Pongámonos, por ejemplo, en el Londres del siglo XVIII. Esta era la metrópolis floreciente de Europa, la capital de un Imperio que sobresalía entre los demás, y donde la población crecía sin mesura. Y con ella, los problemas y los crímenes.
El día 2 de mayo de 1726, unos caminantes ociosos se percatan que a orillas del Támesis se ve algo. Se acercan, curiosos, ya que, estúpida idea, les parece que se trata de una cabeza humana.
Y ante su estupor, se encuentran con que eso que parecía una cabeza humana, era realmente una cabeza humana. Medio enterrada en el fango, con la sangre todavía fresca, la cabeza entera de un hombre de mediana edad estaba con los ojos abiertos, buscando entre los paseantes a alguien que se apiadara de ella y la recogiera.
Y eso hicieron, la cogieron y la envolvieron con una tela, para llevarla hasta la comisaría más cercana.
¿De quien se trataba? ¿Quién era la víctima?
No se podía saber, no habían bases de datos, ni registros, así que tomaron una decisión lógica: cuanta más gente la pudiera ver, antes se podría identificar. Así que la empalaron en una estaca, junto a la Abadía de Westminster, a la vista de todos. Las autoridades exhortaban a los ciudadanos a que se acercaran y la miraran. Y desde luego, eso hicieron muchos londinenses. Incluso uno que creyó ver en esos rasgos ya casi pútridos a su vecino John Hayes.

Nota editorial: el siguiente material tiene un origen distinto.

//! Hash-chain primitives: hashing and chain integrity verification.
//!
//! Hash input layout (bytes, in order):
//!   1. session_id as UTF-8 bytes
//!   2. sequence as 8-byte little-endian
//!   3. prev_hash as UTF-8 bytes (64 ASCII hex chars)
//!   4. compact JSON of the decision record

use sha2::{Digest, Sha256};

use promptgate_contracts::dispatch::DecisionRecord;

use crate::event::AuditEvent;

/// Compute the SHA-256 hash for a single audit event.
///
/// Commits to the event's position (`sequence`), its session, its link to
/// the previous event, and the full decision record. Returns a lowercase
/// 64-character hex string.
pub fn hash_event(
    session_id: &str,
    sequence: u64,
    record: &DecisionRecord,
    prev_hash: &str,
) -> Result<String, serde_json::Error> {
    let record_json = serde_json::to_vec(record)?;

    let mut hasher = Sha256::new();
    hasher.update(session_id.as_bytes());
    hasher.update(sequence.to_le_bytes());
    hasher.update(prev_hash.as_bytes());
    hasher.update(&record_json);

    Ok(hex::encode(hasher.finalize()))
}

/// Verify the integrity of a hash chain.
///
/// Valid when every event links to its predecessor (or `GENESIS_HASH` for
/// the first) and every stored `this_hash` matches the recomputed hash. An
/// empty chain is valid.
pub fn verify_chain(events: &[AuditEvent]) -> bool {
    let mut expected_prev = AuditEvent::GENESIS_HASH.to_string();

    for (position, event) in events.iter().enumerate() {
        if event.sequence != position as u64 || event.prev_hash != expected_prev {
            return false;
        }

        match hash_event(&event.session_id, event.sequence, &event.record, &event.prev_hash) {
            Ok(recomputed) if recomputed == event.this_hash => {}
            _ => return false,
        }

        expected_prev = event.this_hash.clone();
    }

    true
}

No pudo confirmarlo, ya que muchos creían identificar al muerto, con diversos nombres.
La policía metió la cabeza en una urna llena de ginebra, para protegerla de la decrepitud. Pero continuaron invitando a los ciudadanos a que pasaran por la comisaría y la miraran.
La persona que había identificado a John Hayes volvió, y entonces se aseguró que era él.

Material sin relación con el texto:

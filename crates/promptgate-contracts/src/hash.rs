//! Canonical content-hash format.
//!
//! Every hash stored in the registry and every hash a client submits must be
//! a SHA-256 digest encoded as exactly 64 lowercase hexadecimal characters
//! (`^[a-f0-9]{64}$`). Uppercase hex is rejected, not folded.

/// Length of a hex-encoded SHA-256 digest.
pub const SHA256_HEX_LEN: usize = 64;

/// Return true if `s` matches `^[a-f0-9]{64}$`.
pub fn is_sha256_hex(s: &str) -> bool {
    s.len() == SHA256_HEX_LEN && s.bytes().all(|b| matches!(b, b'0'..=b'9' | b'a'..=b'f'))
}

/// Explain why `s` is not a canonical hash, or `None` if it is one.
pub fn hash_format_problem(s: &str) -> Option<String> {
    if s.len() != SHA256_HEX_LEN {
        return Some(format!(
            "expected {SHA256_HEX_LEN} characters, found {}",
            s.len()
        ));
    }
    s.char_indices()
        .find(|(_, c)| !matches!(c, '0'..='9' | 'a'..='f'))
        .map(|(idx, c)| format!("character {c:?} at offset {idx} is not lowercase hex"))
}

Enseguida avisó a su viuda, Catherine, y a otros vecinos. Esa cabeza que exhibían en la comisaría era la del carpintero John Hayes.
Obligada por los vecinos, Catherine fue hasta la comisaría. Allí comentó que su marido había desaparecido hacía unos días. Según ella, era un hombre violento, y había asesinado a sus dos hijos y posiblemente, había huido hacia América o cualquier otro lugar.

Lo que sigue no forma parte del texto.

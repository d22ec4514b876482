//! Shared, swappable registry reference.
//!
//! Readers take an `Arc<Registry>` snapshot and decide against it; a reload
//! builds a complete new `Registry` first and then replaces the reference
//! in one step. An in-flight request keeps its snapshot alive until it is
//! done, so it never observes a half-updated registry.

use std::path::Path;
use std::sync::{Arc, PoisonError, RwLock};

use tracing::{info, warn};

use promptgate_contracts::error::LoadError;

use crate::registry::Registry;

/// Single-writer / many-reader holder of the current registry.
#[derive(Debug, Clone)]
pub struct RegistryHandle {
    current: Arc<RwLock<Arc<Registry>>>,
}

impl RegistryHandle {
    pub fn new(registry: Registry) -> Self {
        Self {
            current: Arc::new(RwLock::new(Arc::new(registry))),
        }
    }

    /// The registry in effect right now.
    pub fn snapshot(&self) -> Arc<Registry> {
        // The guarded value is a single Arc; a poisoned lock cannot hold a
        // partially written registry.
        let guard = self.current.read().unwrap_or_else(PoisonError::into_inner);
        Arc::clone(&guard)
    }

    /// Replace the registry, returning the one it supersedes.
    pub fn swap(&self, registry: Registry) -> Arc<Registry> {
        let next = Arc::new(registry);
        let mut guard = self.current.write().unwrap_or_else(PoisonError::into_inner);
        let previous = std::mem::replace(&mut *guard, next);
        info!(
            prompts = guard.count(),
            version = guard.version().unwrap_or("unversioned"),
            "registry swapped"
        );
        previous
    }

    /// Load `path` and swap it in. On failure the current registry stays.
    pub fn reload_from_file(&self, path: &Path) -> Result<Arc<Registry>, LoadError> {
        match Registry::from_file(path) {
            Ok(registry) => {
                self.swap(registry);
                Ok(self.snapshot())
            }
            Err(e) => {
                warn!(
                    path = %path.display(),
                    error = %e,
                    "registry reload rejected; keeping current"
                );
                Err(e)
            }
        }
    }
}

Pero los policías se mostraron la cabeza. Ella reaccionó como lo haría cualquier viuda que descubre que su marido ha sido salvajemente asesinado. Se lanzó contra la urna, asiendo la cabeza y llorando desconsolada. Sin embargo, algo debieron ver los agentes presentes, porque comenzaron a sospechar que Catherine ocultaba algo, que algo tenía que ver con la situación actual de su marido.
La metieron en una habitación y comenzaron a interrogarla. Ella insistía. Su marido había desaparecido hacía varios días, sí, pero ella no sabía nada sobre ese tema.
Ella sospechaba que había matado a alguien y que había huido, eso era todo. No tenía nada que ver.
Pero al final, acosada por las preguntas de los policías, acabó confesando. Sí, ella había provocado su muerte, pero no lo había hecho sola.
Thomas Wood y Thomas Billings, dos amigos de la familia, habían sido cómplices del crimen. Estos dos confesaron sin demasiados problemas.
Desconocemos los métodos de interrogación de la policía, pero lo cierto que pronto el caso estaba resuelto.
Alentados por Catherine, ambos habían ayudado a la mujer, emborracharon al marido y separaron la cabeza del tronco.
El motivo, dijeron es que golpeaba demasiadas veces a la mujer y lo merecía. Eso, y las 1.500 libras que les prometió Catherine.
Encontraron el cuerpo en un campo y le ajustaron la cabeza. Se confirmó la historia y los tres fueron condenados a morir. Ellos, colgados. Ella, quemada en la hoguera.
El verdugo debió de haberla estrangulado, pero falló en su labor. Cuando ardió la pira, Catherine despertó y fue quemada viva, entre gritos y un terrible dolor.
El escritor William Makepeace Thackeray se basó en esta historia para escribir su novela Catherine: A story, en 1839.